Árbol de pino, Arthur G. Dove, óleo sobre lienzo, 1931.

«Ese hombre  conmueve, hasta cuando ríe, su mirada ofrece tristeza», reflexionan las flores a su paso.

«Lleva consigo pesados recuerdos que lo vencen», piensa el amor cuando él lo invita, saliendo de su aislamiento, a compartir palabras.

Mientras, va cayendo la tarde de otoño, florece un amanecer de mayo o muere una noche de invierno.

«Ese hombre es una hoguera ardiendo, es una brasa viva. Ese hombre sabe que lo oculto se ha sublevado y se entrega voluntario al despecho de un recuerdo que ha despertado», suspiran las frágiles margaritas.

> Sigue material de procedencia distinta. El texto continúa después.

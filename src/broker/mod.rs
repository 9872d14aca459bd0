//! # Broker Seam
//!
//! Provider-agnostic traits for the broker the stubber sits in front of. The stubber
//! only needs connections, sessions, transient producers and selector-filtered
//! priority consumers, so that is all this seam models.
//!
//! [`in_memory::InMemoryBroker`] is the embedded implementation used for tests and
//! for running the stubber without an external broker.

pub mod in_memory;

use std::sync::Arc;
use std::time::Duration;

use async_trait::async_trait;

use crate::constants::DEFAULT_CONSUMER_PRIORITY;
use crate::messaging::errors::{BrokerError, BrokerResult};
use crate::messaging::message::{Destination, Message, MessageKind};
use crate::messaging::selector::Selector;

/// Callback bound to a consumer in push mode
#[async_trait]
pub trait MessageListener: Send + Sync {
    async fn on_message(&self, message: Message);
}

/// Options applied when a consumer is created
#[derive(Debug, Clone, PartialEq)]
pub struct ConsumerOptions {
    /// Only messages the selector accepts are delivered to the consumer
    pub selector: Option<Selector>,
    /// Higher priority consumers are offered queue messages first
    pub priority: u8,
}

impl Default for ConsumerOptions {
    fn default() -> Self {
        Self::new()
    }
}

impl ConsumerOptions {
    pub fn new() -> Self {
        Self {
            selector: None,
            priority: DEFAULT_CONSUMER_PRIORITY,
        }
    }

    #[must_use]
    pub fn with_selector(mut self, selector: Selector) -> Self {
        self.selector = Some(selector);
        self
    }

    #[must_use]
    pub fn with_priority(mut self, priority: u8) -> Self {
        self.priority = priority;
        self
    }

    /// Whether a message passes this consumer's selector
    pub fn accepts(&self, message: &Message) -> bool {
        self.selector
            .as_ref()
            .map_or(true, |selector| selector.matches(message))
    }
}

/// Receiving end of a destination
#[async_trait]
pub trait MessageConsumer: Send + Sync {
    fn destination(&self) -> &Destination;

    /// Switch the consumer to push mode. A consumer accepts a single listener.
    fn set_message_listener(&self, listener: Arc<dyn MessageListener>) -> BrokerResult<()>;

    /// Pull the next message, waiting at most `timeout`
    async fn receive(&self, timeout: Duration) -> BrokerResult<Option<Message>>;

    async fn close(&self) -> BrokerResult<()>;
}

/// Sending end of a destination
#[async_trait]
pub trait MessageProducer: Send + Sync {
    fn destination(&self) -> &Destination;

    /// Send a message, returning the id the broker assigned to it
    async fn send(&self, message: Message) -> BrokerResult<String>;

    async fn close(&self) -> BrokerResult<()>;
}

/// Single-threaded context for producing and consuming messages
#[async_trait]
pub trait Session: Send + Sync {
    fn session_id(&self) -> &str;

    fn is_closed(&self) -> bool;

    /// Blank message of the requested kind
    fn create_message(&self, kind: MessageKind) -> BrokerResult<Message> {
        if self.is_closed() {
            return Err(BrokerError::session_closed(self.session_id()));
        }
        Message::empty(kind).map_err(|e| BrokerError::internal(e.to_string()))
    }

    /// Create (or look up) a queue by name
    async fn create_queue(&self, name: &str) -> BrokerResult<Destination>;

    /// Create (or look up) a topic by name
    async fn create_topic(&self, name: &str) -> BrokerResult<Destination>;

    async fn create_consumer(
        &self,
        destination: &Destination,
        options: ConsumerOptions,
    ) -> BrokerResult<Box<dyn MessageConsumer>>;

    async fn create_producer(
        &self,
        destination: &Destination,
    ) -> BrokerResult<Box<dyn MessageProducer>>;

    /// Close the session and every consumer and producer it created
    async fn close(&self) -> BrokerResult<()>;
}

/// Live link to a broker
#[async_trait]
pub trait Connection: Send + Sync {
    fn connection_id(&self) -> &str;

    /// Begin delivery to listeners
    async fn start(&self) -> BrokerResult<()>;

    async fn create_session(&self) -> BrokerResult<Arc<dyn Session>>;

    /// Names of the queues the broker currently knows about
    async fn queue_names(&self) -> BrokerResult<Vec<String>>;

    async fn close(&self) -> BrokerResult<()>;
}

/// Entry point for opening connections
#[async_trait]
pub trait ConnectionFactory: Send + Sync {
    async fn create_connection(&self) -> BrokerResult<Arc<dyn Connection>>;
}
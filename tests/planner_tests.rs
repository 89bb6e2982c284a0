//! Tests for phase planning
//!
//! These verify:
//! - Payload classification into the five plan buckets
//! - Priority ordering and stability of the pre/post buckets
//! - Determinism of repeated planning over an identical selection

use lodestar::payload::{App, Payload};
use lodestar::planner::{SpecialKind, build_plan};

fn script_body(kind: SpecialKind<'_>) -> &str {
    match kind {
        SpecialKind::Script(body) => body,
        SpecialKind::Procedure(_) => panic!("expected a script payload"),
    }
}

// =============================================================================
// Bucketing
// =============================================================================

#[test]
fn test_payloads_classify_by_kind() {
    let apps = vec![
        App::new("A", "", vec![
            Payload::package("one"),
            Payload::package_removal("gone"),
            Payload::image("org.example.App"),
            Payload::script("echo hi").with_priority(-1),
            Payload::procedure(|_| Ok(())).with_priority(2),
        ]),
    ];
    let plan = build_plan(&apps);

    assert_eq!(plan.installs, vec!["one"]);
    assert_eq!(plan.removals, vec!["gone"]);
    assert_eq!(plan.images, vec!["org.example.App"]);
    assert_eq!(plan.pre.len(), 1);
    assert_eq!(plan.post.len(), 1);
}

#[test]
fn test_priority_on_batched_payloads_does_not_move_them() {
    let apps = vec![App::new("A", "", vec![
        Payload::package("early").with_priority(-5),
        Payload::package("late").with_priority(5),
    ])];
    let plan = build_plan(&apps);

    // Batch membership is decided by kind alone
    assert_eq!(plan.installs, vec!["early", "late"]);
    assert!(plan.pre.is_empty());
    assert!(plan.post.is_empty());
}

#[test]
fn test_install_order_is_flatten_order_across_apps() {
    let apps = vec![
        App::new("A", "", vec![Payload::package("a1"), Payload::package("a2")]),
        App::new("B", "", vec![Payload::package("b1")]),
        App::new("C", "", vec![Payload::package("c1"), Payload::package("c2")]),
    ];
    let plan = build_plan(&apps);
    assert_eq!(plan.installs, vec!["a1", "a2", "b1", "c1", "c2"]);
}

// =============================================================================
// Priority Ordering
// =============================================================================

#[test]
fn test_pre_bucket_sorted_ascending() {
    let apps = vec![
        App::new("A", "", vec![Payload::script("third").with_priority(0)]),
        App::new("B", "", vec![Payload::script("first").with_priority(-9)]),
        App::new("C", "", vec![Payload::script("second").with_priority(-3)]),
    ];
    let plan = build_plan(&apps);
    let bodies: Vec<&str> = plan.pre.iter().map(|s| script_body(s.kind)).collect();
    assert_eq!(bodies, vec!["first", "second", "third"]);
}

#[test]
fn test_post_bucket_sorted_ascending() {
    let apps = vec![
        App::new("A", "", vec![Payload::script("last").with_priority(9)]),
        App::new("B", "", vec![Payload::script("soon").with_priority(1)]),
    ];
    let plan = build_plan(&apps);
    let bodies: Vec<&str> = plan.post.iter().map(|s| script_body(s.kind)).collect();
    assert_eq!(bodies, vec!["soon", "last"]);
}

#[test]
fn test_equal_priorities_keep_declaration_order() {
    let apps = vec![
        App::new("A", "", vec![
            Payload::script("a-one").with_priority(-1),
            Payload::script("a-two").with_priority(-1),
        ]),
        App::new("B", "", vec![Payload::script("b-one").with_priority(-1)]),
    ];
    let plan = build_plan(&apps);
    let bodies: Vec<&str> = plan.pre.iter().map(|s| script_body(s.kind)).collect();
    assert_eq!(bodies, vec!["a-one", "a-two", "b-one"]);
}

#[test]
fn test_zero_priority_specials_execute_in_pre_phase() {
    // A zero-priority script carries no ordering constraint against the
    // batches, but it must not be dropped from the plan.
    let apps = vec![App::new("Tweaks", "", vec![Payload::script("echo tweak")])];
    let plan = build_plan(&apps);
    assert_eq!(plan.pre.len(), 1);
    assert!(plan.post.is_empty());
    assert_eq!(plan.total_units(), 1);
}

// =============================================================================
// Option Association
// =============================================================================

#[test]
fn test_specials_carry_their_apps_option() {
    use lodestar::payload::BinaryOption;

    let apps = vec![
        App::new("WithOpt", "", vec![Payload::script("echo a")])
            .with_option(BinaryOption::new("toggle me")),
        App::new("Without", "", vec![Payload::script("echo b")]),
    ];
    if let Some(option) = &apps[0].option {
        option.set(true);
    }

    let plan = build_plan(&apps);
    let with_opt = plan.pre.iter().find(|s| s.app_name == "WithOpt").expect("planned");
    let without = plan.pre.iter().find(|s| s.app_name == "Without").expect("planned");

    assert_eq!(with_opt.option.as_ref().map(|o| o.get()), Some(true));
    assert!(without.option.is_none());
}

// =============================================================================
// Determinism
// =============================================================================

#[test]
fn test_replanning_is_deterministic() {
    let apps = vec![
        App::new("Flathub", "", vec![Payload::script("remote-add").with_priority(-1)]),
        App::new("Steam", "", vec![
            Payload::package("steam"),
            Payload::script("patch").with_priority(1),
        ]),
        App::new("Codecs", "", vec![
            Payload::package_removal("noopenh264"),
            Payload::package("openh264"),
        ]),
        App::new("OBS", "", vec![Payload::image("com.obsproject.Studio")]),
    ];

    let first = build_plan(&apps).to_string();
    let second = build_plan(&apps).to_string();
    assert_eq!(first, second);
}

#[test]
fn test_empty_selection_plans_to_a_no_op() {
    let plan = build_plan(&[]);
    assert!(plan.is_empty());
    assert_eq!(plan.total_units(), 0);
}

—¿Qué puede el amor frente a un hombre derrotado? ¿Qué puede hacer frente a alguien que sólo sueña con regresar al pasado? —pregunta la flor de tigre, flor de un sólo día.

—¡Todo! —responden, al unísono, las apasionadas camelias—. Lo puede todo, porque el amor retornará la vida a sus ojos, alegrará su boca y, aplicando la fusta sobre la espalda del tiempo trotador, regresará los hechos a su origen, los clasificará y archivará, según corresponda, por fecha de caducidad y materia.

«Pero esto no sucederá hasta que él descubra que para ser liberado debe ofrecer algo más que palabras al amor», arrullan las rosas blancas cuando el hombre las roza a su paso.